How much UK life insurance do you really need?

A UK term life policy pays a tax-free lump sum (or monthly income with Family Income Benefit) to your beneficiaries if you die during the term. Write it in trust and the payout bypasses your estate entirely — no Inheritance Tax, no probate delay, money in their hands in weeks.

Level vs decreasing vs FIB vs whole-of-life

Level term keeps cover flat (good for income replacement, legacy). Decreasing term falls in line with a repayment mortgage — cheapest for pure mortgage protection. Family Income Benefit pays a monthly sum for the remaining term — often the best value per pound for replacing a parent's salary. Whole-of-life guarantees payout whenever you die (used for IHT planning on estates over £325k / £500k with RNRB).

2026 UK premium benchmarks

£250k 25-year level term on a healthy non-smoker: age 30 ~£8/mo, age 40 ~£15/mo, age 50 ~£38/mo. Smokers pay roughly 2.2× these rates. Women are about 15% cheaper. Premiums are level — lock in young.

IHT and trusts

A policy written in trust is not part of your estate on death, so it escapes 40% IHT above the nil-rate band. Most insurers offer free online trust forms (discretionary or bare trust). It takes ten minutes and can save beneficiaries tens of thousands of pounds.

Frequently asked

Common questions about Life Insurance

How much life insurance do I need in the UK?+

Tally: outstanding mortgage + other debts + 10× annual net income for a parent with dependants + final expenses (~£5k) + any specific goals (university fees ~£60k/child at a UK university living at home; more if moving). Subtract existing death-in-service (typically 3-4× salary) and meaningful savings. For a 35-year-old earning £55k with a £275k mortgage and two children the maths typically points to £800k-£1.1M of cover.
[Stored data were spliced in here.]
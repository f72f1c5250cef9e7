//! Domain error types.

use student_store::StoreError;
use thiserror::Error;

use crate::student::{GradeParseError, StudentError};

/// Why a command failed. Every variant carries the message shown to the caller.
#[derive(Debug, Clone, PartialEq, Eq, Error)]
pub enum CommandError {
    /// Input was rejected: blank field, unparsable grade, missing comment.
    #[error("{0}")]
    Validation(String),

    /// A student, course or enrollment number did not resolve.
    #[error("{0}")]
    NotFound(String),

    /// The unit of work could not read or commit.
    #[error("{0}")]
    Storage(String),
}

impl CommandError {
    /// Returns the human-readable failure message.
    pub fn message(&self) -> &str {
        match self {
            CommandError::Validation(msg)
            | CommandError::NotFound(msg)
            | CommandError::Storage(msg) => msg,
        }
    }

    /// Returns the failure kind as a label.
    pub fn kind(&self) -> &'static str {
        match self {
            CommandError::Validation(_) => "validation",
            CommandError::NotFound(_) => "not_found",
            CommandError::Storage(_) => "storage",
        }
    }

    pub(crate) fn student_not_found(id: impl std::fmt::Display) -> Self {
        CommandError::NotFound(format!("No student found for Id {id}"))
    }

    pub(crate) fn course_not_found(name: &str) -> Self {
        CommandError::NotFound(format!("Course is incorrect: '{name}'"))
    }
}

impl From<StudentError> for CommandError {
    fn from(e: StudentError) -> Self {
        match e {
            StudentError::EnrollmentNotFound { .. } => CommandError::NotFound(e.to_string()),
            StudentError::NameRequired
            | StudentError::EmailRequired
            | StudentError::DisenrollmentCommentRequired => CommandError::Validation(e.to_string()),
        }
    }
}

impl From<GradeParseError> for CommandError {
    fn from(e: GradeParseError) -> Self {
        CommandError::Validation(e.to_string())
    }
}

impl From<StoreError> for CommandError {
    fn from(e: StoreError) -> Self {
        CommandError::Storage(format!("Storage failure: {e}"))
    }
}

/// Wiring faults detected when the dispatcher is built.
#[derive(Debug, Clone, PartialEq, Eq, Error)]
pub enum DispatchError {
    /// A message type was registered more than once.
    #[error("More than one handler registered for {message}")]
    DuplicateHandler { message: &'static str },

    /// Message types left without a handler.
    #[error("No handler registered for: {}", messages.join(", "))]
    MissingHandlers { messages: Vec<&'static str> },
}

#[cfg(test)]
mod tests {
    use super::*;
    use crate::student::EnrollmentNumber;

    #[test]
    fn student_errors_map_to_kinds() {
        let err: CommandError = StudentError::DisenrollmentCommentRequired.into();
        assert_eq!(err.kind(), "validation");
        assert_eq!(err.message(), "Disenrollment comment is required");

        let err: CommandError = StudentError::EnrollmentNotFound {
            number: EnrollmentNumber::new(3),
        }
        .into();
        assert_eq!(err.kind(), "not_found");
        assert_eq!(err.message(), "No enrollment found with number '3'");
    }

    #[test]
    fn not_found_messages() {
        assert_eq!(
            CommandError::student_not_found(7).message(),
            "No student found for Id 7"
        );
        assert_eq!(
            CommandError::course_not_found("Alchemy").to_string(),
            "Course is incorrect: 'Alchemy'"
        );
    }

    #[test]
    fn store_errors_are_storage_failures() {
        let err: CommandError = StoreError::CommitRejected("offline".to_string()).into();
        assert_eq!(err.kind(), "storage");
        assert!(err.message().contains("offline"));
    }

    #[test]
    fn missing_handlers_lists_every_message() {
        let err = DispatchError::MissingHandlers {
            messages: vec!["Register", "Unregister"],
        };
        assert_eq!(err.to_string(), "No handler registered for: Register, Unregister");
    }
}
Level vs decreasing vs Family Income Benefit?+

Level term keeps the sum insured flat — right for income replacement or a legacy gift. Decreasing term falls in line with a capital-and-interest mortgage — the cheapest way to protect a repayment mortgage specifically. Family Income Benefit (FIB) pays a monthly tax-free income for the remainder of the term — often the best value per £ for replacing a parent's salary because the insurer is paying out less as the term runs down.

Should I write the policy in trust?+

Almost always yes. A policy in trust sits outside your estate on death, so the payout bypasses probate (money in weeks, not months) and is not counted for Inheritance Tax. Most insurers provide free discretionary or bare trust forms online that take 10 minutes to complete. For any household with net assets approaching £325k (£500k with RNRB), writing in trust can save beneficiaries tens of thousands of pounds.

What are 2026 UK premium benchmarks?+

Healthy non-smoker, £250k level term 25 years: age 30 ~£8/mo, age 40 ~£15/mo, age 50 ~£38/mo, age 60 ~£115/mo. Smokers typically pay ~2.2× these rates; women ~15% cheaper than men. Premiums are guaranteed level for the term — the single biggest lever in pricing is your age at application.

Whole-of-life vs term — which makes sense?+

For most households, term. Whole-of-life guarantees a payout whenever you die and is used mainly for IHT liability planning on estates expected to exceed the nil-rate bands (£325k + £175k RNRB each). Premiums are 7-15× more expensive than term for the same sum insured. Consider it only if you have a durable IHT exposure or a lifelong dependant (e.g., a disabled adult child).

Does life insurance cover suicide?+

Most UK policies pay out for suicide after a 12- or 24-month exclusion period from policy start. After that, it is covered. Lying on the application (including about smoking, medical conditions, alcohol units, or risky hobbies) is the more common reason claims are denied — answer every question truthfully and keep records of the questions asked.

Joint life or two single life policies?+

Two single-life policies usually win. A joint life first-death policy pays once, ends, and leaves the surviving partner needing fresh (older, more expensive) cover. Two single-life policies cost only ~10-15% more in total and both pay out on death — doubling the financial protection if both partners die (e.g., in an accident together) at little extra cost.